Very Broadband Radiating Element Eugen Arnold, Ingo Walter

EADS Deutschland GmbH, Woerthstrasse 85, 89077 Ulm /Germany, e-mail: eugen.arnold@eads.com

Abstract — An antenna is presented with an impedance

bandwidth ratio which exceeds 3:1. The dimensions of the base of the antenna are 0.22*λlow x 0.24*λlow, the antenna height is 0.12*λlow, where λlow denotes the wavelength belonging to the lower frequency limit. The antenna looks similar to a patch antenna. Actually it is an open TEM waveguide whose aperture is shunted by inductors. The lumped elements have only slide inductance. The antenna can be mounted on a metallic plane

I. INTRODUCTION

For future applications small antennas with large bandwidth are required. Bandwidth ratios of 3:1 or 5:1 are desirable, with the bandwidth ratio being defined as the ratio between the upper frequency limit and the lower frequency limit. These antennas can be used for simultaneous reception of signals over large frequency bands, simultaneous transmission of signals of several transmitters or for increased interception security by frequency hopping. Antennas with very small dimensions compared to the wavelength of the lower frequency limit are well known. Examples are spiral or sinuous antennas, but due to their efficiency of less than 50% they are not suitable as transmit antennas. On the other hand broadband antennas with good efficiency are usually not small. A well known example for a very broadband antenna is the open TEM waveguide – however this antenna is rather large. In this article an antenna is introduced which is small with a very simple construction. The antenna uses no dielectric or ferrite material.
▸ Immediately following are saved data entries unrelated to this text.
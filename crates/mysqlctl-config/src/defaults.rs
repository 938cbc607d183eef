//! Built-in defaults applied when a configuration layer leaves a field unset.

use std::time::Duration;

use camino::Utf8PathBuf;

use crate::logging::LogFormat;

/// Default engine installation root.
pub const DEFAULT_MYSQL_ROOT: &str = "/usr";

/// Default installation root holding the config template and bootstrap data.
pub const DEFAULT_VT_ROOT: &str = "/vt/dist";

/// Default parent directory for instance roots.
pub const DEFAULT_DATA_ROOT: &str = "/vt";

/// Number of poll rounds before a start or shutdown wait gives up.
pub const DEFAULT_WAIT_ITERATIONS: u32 = 20;

/// Delay between poll rounds.
pub const DEFAULT_POLL_INTERVAL: Duration = Duration::from_secs(1);

/// Privileged account used for administrative commands.
pub const DEFAULT_DBA_USER: &str = "vt_dba";

/// Account used by replicas.
pub const DEFAULT_REPL_USER: &str = "vt_repl";

/// Character set for both connection records.
pub const DEFAULT_CHARSET: &str = "utf8";

/// Filter applied when `log_filter` is unset.
pub const DEFAULT_LOG_FILTER: &str = "info";

/// Function form of [`DEFAULT_LOG_FILTER`].
pub fn default_log_filter() -> &'static str {
    DEFAULT_LOG_FILTER
}

/// Default logging format for the binary.
pub fn default_log_format() -> LogFormat {
    LogFormat::Json
}

/// Default engine installation root as an owned path.
pub fn default_mysql_root() -> Utf8PathBuf {
    Utf8PathBuf::from(DEFAULT_MYSQL_ROOT)
}

/// Default installation root as an owned path.
pub fn default_vt_root() -> Utf8PathBuf {
    Utf8PathBuf::from(DEFAULT_VT_ROOT)
}

/// Default data root as an owned path.
pub fn default_data_root() -> Utf8PathBuf {
    Utf8PathBuf::from(DEFAULT_DATA_ROOT)
}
II. THE ANTENNA AND ITS DEVELOPMENT

Starting point of the development was the open TEM waveguide over a perfect electrically conducting (pec) ground-plane. The aim was to change the design in that way, that the lower frequency limit is shifted down as far as possible. By using inductors, which were connected between the TEM waveguide and the ground-plane, this aim could be achieved successfully. The necessary inductances of the inductors are very low. They can be realized by using a low number of windings of thin wire or by printing them on a substrate. Fig. 1 shows a typical antenna and Fig. 2 shows the VSWR of the antenna as a function of frequency. The antenna was designed for the UHF-Band with a lower frequency limit of 250 MHz. It is trivial that the antenna can be scaled with frequency.

Fig. 1: View to a typical antenna under discussion.

Fig. 2: VSWR of the antenna of Fig. 1.

Beside the VSWR property, the radiation pattern as a function of frequency is a very important property. The radiation patterns are shown in Fig. 5 to Fig. 7. The dimensions of the antenna are height 0.12*λlow , length (feed to aperture) 0.22*λlow , width at the aperture 0.24*λlow. In the case of a lower frequency limit of 250 MHz, λlow is 1.2 m, the antenna height is 14.3 cm, the length (from feed to aperture) is 26.7 cm and the width is 29 cm.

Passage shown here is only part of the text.